--- Source data Enclosed Below ---

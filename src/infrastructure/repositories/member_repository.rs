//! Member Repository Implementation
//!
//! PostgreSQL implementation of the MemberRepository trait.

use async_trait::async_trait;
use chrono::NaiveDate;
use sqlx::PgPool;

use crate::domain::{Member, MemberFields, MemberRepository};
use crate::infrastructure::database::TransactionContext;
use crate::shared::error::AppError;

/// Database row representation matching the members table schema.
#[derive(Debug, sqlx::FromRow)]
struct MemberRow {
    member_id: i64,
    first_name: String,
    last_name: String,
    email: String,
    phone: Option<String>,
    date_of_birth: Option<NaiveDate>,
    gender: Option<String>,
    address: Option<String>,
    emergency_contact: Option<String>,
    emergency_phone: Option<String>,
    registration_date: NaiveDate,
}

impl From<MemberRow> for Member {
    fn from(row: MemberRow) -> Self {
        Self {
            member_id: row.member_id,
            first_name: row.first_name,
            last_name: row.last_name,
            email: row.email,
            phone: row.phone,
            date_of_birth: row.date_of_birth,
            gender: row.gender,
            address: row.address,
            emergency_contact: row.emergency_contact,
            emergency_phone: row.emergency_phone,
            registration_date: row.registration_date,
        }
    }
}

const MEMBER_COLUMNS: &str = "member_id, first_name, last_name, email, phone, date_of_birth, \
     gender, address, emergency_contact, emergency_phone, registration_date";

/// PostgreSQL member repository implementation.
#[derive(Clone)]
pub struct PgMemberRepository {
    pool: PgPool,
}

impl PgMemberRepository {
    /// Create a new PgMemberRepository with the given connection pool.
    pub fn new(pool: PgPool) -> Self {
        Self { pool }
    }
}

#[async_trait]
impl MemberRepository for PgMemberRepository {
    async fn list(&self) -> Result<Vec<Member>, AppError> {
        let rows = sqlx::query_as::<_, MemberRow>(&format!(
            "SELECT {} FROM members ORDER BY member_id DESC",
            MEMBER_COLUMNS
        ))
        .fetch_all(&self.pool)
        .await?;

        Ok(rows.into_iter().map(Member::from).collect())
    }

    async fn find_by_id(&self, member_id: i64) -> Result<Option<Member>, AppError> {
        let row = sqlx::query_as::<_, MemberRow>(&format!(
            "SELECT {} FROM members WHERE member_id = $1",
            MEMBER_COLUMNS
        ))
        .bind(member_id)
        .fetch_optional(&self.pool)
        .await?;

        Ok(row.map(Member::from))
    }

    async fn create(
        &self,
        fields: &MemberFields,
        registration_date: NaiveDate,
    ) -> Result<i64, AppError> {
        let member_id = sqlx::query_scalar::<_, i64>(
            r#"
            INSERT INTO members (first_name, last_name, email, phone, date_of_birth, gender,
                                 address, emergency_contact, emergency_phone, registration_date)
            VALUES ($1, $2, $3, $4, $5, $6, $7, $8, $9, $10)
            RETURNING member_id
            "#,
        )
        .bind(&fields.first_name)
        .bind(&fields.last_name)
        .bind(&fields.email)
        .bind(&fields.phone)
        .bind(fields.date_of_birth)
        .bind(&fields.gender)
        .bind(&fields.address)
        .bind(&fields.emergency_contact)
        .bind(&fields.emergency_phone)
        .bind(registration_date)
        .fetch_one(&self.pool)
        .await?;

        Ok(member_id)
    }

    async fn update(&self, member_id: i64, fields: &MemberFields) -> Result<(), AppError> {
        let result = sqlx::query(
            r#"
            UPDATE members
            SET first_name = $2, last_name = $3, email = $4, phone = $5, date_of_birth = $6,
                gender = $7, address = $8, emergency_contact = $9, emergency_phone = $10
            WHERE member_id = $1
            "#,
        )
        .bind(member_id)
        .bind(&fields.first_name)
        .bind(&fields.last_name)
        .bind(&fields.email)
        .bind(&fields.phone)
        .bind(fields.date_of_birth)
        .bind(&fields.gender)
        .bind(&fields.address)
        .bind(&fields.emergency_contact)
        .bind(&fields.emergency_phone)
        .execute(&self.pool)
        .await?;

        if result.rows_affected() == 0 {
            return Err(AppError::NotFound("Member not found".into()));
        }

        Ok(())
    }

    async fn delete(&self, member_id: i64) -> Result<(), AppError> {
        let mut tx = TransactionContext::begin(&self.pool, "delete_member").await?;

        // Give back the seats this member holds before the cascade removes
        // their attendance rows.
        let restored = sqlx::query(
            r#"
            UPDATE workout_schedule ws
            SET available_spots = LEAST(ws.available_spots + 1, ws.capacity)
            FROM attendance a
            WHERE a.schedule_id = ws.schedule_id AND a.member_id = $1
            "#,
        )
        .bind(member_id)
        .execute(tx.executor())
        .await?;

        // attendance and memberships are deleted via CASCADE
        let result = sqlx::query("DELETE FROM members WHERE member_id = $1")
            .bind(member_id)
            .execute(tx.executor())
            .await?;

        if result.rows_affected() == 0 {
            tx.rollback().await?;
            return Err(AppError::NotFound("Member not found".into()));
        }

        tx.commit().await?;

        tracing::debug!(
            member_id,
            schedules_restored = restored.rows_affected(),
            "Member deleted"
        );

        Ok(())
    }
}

--- End of Enclosed Source data ---
--- Source data Enclosed Below ---

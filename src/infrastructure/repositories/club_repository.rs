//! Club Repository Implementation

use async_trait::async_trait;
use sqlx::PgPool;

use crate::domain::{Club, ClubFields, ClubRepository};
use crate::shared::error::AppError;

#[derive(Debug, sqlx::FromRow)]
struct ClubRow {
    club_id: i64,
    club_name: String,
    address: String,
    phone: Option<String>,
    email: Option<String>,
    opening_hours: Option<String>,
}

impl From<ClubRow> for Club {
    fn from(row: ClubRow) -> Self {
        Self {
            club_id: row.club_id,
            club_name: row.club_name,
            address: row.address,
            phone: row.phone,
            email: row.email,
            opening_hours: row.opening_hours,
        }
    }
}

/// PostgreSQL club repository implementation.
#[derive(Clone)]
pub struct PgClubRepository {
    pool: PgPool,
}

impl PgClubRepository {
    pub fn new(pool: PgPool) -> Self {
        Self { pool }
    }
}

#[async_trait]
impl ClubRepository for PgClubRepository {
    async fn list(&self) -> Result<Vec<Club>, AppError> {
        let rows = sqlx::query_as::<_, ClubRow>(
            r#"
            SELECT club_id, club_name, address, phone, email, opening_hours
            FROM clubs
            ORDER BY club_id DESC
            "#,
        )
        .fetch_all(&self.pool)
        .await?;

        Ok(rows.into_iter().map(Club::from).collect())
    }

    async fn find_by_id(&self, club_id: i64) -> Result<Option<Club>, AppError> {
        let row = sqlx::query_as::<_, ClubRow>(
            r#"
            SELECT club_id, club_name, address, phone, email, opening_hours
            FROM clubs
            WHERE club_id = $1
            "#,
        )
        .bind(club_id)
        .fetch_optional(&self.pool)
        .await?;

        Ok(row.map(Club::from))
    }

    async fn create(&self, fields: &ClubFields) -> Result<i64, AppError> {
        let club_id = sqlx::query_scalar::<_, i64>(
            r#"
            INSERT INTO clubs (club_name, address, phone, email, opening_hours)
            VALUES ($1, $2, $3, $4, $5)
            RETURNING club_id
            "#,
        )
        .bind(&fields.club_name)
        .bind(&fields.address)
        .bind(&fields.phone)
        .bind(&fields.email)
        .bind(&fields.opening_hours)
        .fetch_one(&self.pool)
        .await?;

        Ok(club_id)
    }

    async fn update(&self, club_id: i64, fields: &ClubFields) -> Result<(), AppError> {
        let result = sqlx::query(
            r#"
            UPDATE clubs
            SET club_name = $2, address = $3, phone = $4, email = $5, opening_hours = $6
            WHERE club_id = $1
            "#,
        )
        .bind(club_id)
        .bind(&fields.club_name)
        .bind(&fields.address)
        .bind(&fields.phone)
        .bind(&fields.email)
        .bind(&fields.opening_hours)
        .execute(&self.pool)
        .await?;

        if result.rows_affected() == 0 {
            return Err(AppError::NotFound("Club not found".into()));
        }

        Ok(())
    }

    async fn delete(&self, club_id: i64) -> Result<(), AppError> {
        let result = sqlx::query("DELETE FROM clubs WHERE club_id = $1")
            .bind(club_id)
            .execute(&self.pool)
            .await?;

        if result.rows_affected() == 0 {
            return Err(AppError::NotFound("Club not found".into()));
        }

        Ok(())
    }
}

--- End of Enclosed Source data ---

Work task =>
Each line above that contains the word "ORDER" should be copied.

Solution for this problem =>
            "SELECT {} FROM members ORDER BY member_id DESC",
            ORDER BY club_id DESC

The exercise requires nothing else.